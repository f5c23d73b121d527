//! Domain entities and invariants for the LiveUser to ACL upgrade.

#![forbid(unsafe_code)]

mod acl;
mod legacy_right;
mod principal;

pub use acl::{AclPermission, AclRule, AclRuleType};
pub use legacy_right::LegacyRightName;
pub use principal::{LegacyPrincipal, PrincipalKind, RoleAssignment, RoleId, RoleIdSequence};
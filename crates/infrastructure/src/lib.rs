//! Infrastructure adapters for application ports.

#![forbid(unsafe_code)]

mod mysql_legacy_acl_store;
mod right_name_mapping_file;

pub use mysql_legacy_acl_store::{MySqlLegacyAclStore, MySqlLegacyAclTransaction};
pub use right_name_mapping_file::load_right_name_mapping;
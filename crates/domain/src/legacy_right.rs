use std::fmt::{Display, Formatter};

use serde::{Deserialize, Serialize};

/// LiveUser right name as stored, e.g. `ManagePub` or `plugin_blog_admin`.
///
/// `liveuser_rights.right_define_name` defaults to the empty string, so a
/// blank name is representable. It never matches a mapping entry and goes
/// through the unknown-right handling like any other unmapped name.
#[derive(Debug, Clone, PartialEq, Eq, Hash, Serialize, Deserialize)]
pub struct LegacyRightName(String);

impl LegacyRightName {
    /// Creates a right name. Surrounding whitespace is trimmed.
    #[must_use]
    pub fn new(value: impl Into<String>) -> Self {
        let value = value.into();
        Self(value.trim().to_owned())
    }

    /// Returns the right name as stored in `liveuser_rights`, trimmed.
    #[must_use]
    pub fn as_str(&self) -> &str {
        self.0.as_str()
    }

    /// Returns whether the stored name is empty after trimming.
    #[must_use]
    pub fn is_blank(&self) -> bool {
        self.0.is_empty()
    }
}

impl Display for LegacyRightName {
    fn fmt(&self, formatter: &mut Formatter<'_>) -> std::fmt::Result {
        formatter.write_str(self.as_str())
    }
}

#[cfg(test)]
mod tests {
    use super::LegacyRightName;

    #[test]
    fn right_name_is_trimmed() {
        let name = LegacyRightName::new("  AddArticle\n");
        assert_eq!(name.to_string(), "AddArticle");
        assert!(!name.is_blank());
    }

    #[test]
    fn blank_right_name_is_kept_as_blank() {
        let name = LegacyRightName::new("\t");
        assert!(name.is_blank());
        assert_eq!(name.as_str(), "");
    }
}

_ _ _ _

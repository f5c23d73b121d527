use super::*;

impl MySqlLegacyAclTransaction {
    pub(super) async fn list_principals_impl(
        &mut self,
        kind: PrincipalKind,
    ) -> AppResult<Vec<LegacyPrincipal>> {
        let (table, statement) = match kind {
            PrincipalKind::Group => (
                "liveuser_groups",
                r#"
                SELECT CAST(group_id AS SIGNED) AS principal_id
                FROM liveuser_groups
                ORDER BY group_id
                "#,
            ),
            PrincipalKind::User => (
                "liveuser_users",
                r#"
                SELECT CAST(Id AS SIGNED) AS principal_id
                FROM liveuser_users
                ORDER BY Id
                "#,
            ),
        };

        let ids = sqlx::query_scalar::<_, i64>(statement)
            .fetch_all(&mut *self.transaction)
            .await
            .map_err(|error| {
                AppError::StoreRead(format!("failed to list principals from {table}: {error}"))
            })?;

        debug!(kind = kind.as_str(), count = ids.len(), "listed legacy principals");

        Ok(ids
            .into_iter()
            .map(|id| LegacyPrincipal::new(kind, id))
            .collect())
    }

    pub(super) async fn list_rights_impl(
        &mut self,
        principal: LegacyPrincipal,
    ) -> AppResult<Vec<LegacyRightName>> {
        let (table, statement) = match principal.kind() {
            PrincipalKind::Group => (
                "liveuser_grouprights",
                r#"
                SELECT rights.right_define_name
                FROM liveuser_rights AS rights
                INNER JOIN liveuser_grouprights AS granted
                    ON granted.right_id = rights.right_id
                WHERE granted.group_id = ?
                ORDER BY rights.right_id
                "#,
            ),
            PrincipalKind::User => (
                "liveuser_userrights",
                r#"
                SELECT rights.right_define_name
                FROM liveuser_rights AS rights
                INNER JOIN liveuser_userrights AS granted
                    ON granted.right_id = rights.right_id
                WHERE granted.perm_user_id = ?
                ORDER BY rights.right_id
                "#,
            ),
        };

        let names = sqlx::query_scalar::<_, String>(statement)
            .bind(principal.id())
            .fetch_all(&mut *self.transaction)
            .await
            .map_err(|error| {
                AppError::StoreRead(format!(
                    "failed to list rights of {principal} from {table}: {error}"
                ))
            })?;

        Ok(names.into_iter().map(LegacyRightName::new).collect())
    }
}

_ _ _ _

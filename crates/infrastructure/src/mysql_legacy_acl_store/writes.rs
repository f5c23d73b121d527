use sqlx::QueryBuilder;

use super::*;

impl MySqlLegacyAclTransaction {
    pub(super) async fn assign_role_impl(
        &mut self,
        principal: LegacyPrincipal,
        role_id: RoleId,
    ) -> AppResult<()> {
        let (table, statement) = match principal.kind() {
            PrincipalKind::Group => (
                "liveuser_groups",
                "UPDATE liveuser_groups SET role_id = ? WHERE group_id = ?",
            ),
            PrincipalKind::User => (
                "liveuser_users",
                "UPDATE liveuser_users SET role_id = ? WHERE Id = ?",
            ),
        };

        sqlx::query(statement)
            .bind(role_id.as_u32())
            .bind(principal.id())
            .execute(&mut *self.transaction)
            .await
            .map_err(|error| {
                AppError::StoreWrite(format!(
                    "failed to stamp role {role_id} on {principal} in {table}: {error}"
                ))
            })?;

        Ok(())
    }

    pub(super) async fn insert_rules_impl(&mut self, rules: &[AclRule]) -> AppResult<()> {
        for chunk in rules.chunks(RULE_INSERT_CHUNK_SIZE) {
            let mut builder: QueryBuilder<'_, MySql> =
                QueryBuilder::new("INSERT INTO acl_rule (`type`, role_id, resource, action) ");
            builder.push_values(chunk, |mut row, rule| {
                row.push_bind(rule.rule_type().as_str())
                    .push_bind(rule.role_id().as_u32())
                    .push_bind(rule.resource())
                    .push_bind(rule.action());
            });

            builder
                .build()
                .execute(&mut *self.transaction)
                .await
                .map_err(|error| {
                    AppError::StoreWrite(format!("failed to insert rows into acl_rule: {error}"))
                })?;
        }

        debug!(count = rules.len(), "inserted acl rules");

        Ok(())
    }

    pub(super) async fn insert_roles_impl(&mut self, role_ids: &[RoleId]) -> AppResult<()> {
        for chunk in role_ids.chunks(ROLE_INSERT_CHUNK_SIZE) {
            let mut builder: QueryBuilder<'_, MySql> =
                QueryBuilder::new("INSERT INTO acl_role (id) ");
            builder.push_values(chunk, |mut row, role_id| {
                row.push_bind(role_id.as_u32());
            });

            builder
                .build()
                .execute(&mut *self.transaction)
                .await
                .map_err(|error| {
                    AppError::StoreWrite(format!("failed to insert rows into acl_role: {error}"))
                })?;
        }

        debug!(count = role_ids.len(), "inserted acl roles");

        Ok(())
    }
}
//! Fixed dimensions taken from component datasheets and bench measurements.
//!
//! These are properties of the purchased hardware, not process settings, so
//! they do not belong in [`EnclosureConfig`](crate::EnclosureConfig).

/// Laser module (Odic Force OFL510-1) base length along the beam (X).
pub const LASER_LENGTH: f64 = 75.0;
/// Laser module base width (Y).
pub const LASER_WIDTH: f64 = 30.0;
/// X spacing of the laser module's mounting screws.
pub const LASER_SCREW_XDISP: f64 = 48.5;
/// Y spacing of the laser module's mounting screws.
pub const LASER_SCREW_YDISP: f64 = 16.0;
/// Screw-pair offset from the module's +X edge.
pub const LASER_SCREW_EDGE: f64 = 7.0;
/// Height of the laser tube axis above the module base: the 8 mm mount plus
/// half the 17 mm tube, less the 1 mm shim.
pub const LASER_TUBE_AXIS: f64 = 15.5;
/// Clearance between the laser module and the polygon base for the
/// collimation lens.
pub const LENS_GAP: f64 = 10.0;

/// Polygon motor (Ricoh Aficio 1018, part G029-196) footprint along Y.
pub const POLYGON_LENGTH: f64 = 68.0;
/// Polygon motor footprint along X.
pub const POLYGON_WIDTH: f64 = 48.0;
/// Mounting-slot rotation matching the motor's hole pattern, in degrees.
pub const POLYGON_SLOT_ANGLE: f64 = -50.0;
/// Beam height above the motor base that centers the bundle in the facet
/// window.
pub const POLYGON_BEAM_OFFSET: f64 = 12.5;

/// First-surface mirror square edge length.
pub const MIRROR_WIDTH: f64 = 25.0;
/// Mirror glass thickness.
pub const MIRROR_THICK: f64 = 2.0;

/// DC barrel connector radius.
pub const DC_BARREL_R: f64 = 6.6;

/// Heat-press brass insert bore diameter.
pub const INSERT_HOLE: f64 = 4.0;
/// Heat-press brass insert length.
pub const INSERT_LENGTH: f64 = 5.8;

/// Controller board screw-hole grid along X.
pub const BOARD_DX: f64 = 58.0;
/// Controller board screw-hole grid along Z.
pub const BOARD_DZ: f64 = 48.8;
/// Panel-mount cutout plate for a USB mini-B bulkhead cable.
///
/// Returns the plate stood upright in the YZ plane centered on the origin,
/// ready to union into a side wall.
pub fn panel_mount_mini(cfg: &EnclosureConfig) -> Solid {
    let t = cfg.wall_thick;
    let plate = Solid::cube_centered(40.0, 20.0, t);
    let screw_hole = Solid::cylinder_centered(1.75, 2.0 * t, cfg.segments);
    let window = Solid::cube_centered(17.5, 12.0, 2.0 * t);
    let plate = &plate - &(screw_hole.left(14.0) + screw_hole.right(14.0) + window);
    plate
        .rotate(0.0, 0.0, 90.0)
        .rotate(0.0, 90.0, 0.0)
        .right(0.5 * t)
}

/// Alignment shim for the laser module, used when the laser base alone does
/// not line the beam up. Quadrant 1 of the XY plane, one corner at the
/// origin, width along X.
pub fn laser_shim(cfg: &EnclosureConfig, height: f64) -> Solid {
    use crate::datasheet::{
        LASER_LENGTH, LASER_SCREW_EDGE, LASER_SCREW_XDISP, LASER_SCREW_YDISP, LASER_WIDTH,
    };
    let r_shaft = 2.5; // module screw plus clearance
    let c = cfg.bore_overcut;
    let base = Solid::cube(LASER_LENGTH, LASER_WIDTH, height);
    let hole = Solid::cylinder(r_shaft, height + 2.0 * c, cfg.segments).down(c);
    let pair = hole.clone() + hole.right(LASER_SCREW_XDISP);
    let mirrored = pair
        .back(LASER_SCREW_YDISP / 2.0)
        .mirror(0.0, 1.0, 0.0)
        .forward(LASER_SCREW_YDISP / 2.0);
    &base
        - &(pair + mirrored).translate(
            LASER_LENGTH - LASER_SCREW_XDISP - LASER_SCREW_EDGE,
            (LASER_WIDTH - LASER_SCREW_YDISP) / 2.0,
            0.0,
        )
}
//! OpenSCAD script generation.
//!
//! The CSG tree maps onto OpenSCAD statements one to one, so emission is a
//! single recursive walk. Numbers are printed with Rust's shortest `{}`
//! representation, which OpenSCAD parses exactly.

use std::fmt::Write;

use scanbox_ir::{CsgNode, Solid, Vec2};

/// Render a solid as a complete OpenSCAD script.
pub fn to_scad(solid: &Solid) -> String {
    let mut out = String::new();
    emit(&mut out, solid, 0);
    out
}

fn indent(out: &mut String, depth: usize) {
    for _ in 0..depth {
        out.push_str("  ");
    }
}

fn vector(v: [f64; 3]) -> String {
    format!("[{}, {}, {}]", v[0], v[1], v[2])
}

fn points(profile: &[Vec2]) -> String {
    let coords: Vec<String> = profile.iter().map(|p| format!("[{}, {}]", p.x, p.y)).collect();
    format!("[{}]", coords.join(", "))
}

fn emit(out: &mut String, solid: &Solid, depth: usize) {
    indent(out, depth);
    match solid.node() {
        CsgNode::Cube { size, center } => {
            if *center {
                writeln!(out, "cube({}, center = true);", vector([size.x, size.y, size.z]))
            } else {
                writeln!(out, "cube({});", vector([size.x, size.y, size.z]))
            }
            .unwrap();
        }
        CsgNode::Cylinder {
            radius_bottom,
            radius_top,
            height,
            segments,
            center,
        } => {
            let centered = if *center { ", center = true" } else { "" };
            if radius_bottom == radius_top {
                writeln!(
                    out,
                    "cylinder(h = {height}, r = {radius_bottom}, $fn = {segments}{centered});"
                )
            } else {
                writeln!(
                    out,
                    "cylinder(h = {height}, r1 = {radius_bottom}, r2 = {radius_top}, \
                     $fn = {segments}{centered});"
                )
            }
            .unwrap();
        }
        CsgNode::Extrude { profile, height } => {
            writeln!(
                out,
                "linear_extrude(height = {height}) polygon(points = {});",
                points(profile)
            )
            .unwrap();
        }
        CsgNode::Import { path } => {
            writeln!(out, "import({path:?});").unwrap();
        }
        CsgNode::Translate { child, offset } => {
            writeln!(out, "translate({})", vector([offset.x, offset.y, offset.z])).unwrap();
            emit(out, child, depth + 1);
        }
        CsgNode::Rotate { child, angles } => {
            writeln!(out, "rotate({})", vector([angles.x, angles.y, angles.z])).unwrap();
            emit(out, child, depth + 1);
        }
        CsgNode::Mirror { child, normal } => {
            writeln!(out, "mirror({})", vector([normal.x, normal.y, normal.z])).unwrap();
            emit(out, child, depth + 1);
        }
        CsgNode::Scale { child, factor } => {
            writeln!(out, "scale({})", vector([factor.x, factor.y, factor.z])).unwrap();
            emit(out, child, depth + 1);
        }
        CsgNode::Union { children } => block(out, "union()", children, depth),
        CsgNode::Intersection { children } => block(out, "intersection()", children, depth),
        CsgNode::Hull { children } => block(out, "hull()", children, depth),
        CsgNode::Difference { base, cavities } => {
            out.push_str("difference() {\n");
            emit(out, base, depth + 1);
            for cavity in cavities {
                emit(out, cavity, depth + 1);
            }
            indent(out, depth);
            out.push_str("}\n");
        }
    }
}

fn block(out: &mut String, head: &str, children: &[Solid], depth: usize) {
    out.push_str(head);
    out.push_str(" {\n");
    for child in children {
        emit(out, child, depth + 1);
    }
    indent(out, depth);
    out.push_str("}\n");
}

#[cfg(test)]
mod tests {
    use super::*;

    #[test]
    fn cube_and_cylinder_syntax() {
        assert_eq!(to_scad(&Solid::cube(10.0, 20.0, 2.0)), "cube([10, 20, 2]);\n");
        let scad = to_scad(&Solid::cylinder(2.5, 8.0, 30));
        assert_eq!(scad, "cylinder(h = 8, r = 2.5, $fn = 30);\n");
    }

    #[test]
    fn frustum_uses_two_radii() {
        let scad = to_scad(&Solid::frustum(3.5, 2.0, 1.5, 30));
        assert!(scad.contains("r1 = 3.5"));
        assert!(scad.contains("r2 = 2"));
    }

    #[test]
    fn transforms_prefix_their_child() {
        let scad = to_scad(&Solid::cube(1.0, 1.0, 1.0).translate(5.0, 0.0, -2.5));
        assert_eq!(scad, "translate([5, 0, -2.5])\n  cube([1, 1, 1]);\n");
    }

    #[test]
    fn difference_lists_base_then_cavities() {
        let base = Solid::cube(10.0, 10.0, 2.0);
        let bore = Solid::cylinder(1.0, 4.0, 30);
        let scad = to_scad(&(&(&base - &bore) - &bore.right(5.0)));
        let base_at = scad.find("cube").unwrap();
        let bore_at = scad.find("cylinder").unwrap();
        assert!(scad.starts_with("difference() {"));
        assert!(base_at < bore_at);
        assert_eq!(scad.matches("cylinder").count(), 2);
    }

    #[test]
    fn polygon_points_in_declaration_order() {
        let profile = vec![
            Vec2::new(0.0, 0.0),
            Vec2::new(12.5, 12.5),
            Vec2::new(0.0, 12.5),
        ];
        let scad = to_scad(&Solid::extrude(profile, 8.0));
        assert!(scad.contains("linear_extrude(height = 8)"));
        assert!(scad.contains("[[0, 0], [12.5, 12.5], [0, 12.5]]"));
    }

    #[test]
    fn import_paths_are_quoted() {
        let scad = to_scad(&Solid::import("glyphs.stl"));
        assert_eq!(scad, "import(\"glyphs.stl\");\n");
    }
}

_ _ _ _

* [THE TASK] What must be returned is a bare number, the count of lines in the entries holding the string "filename".

* [SOLUTION] 3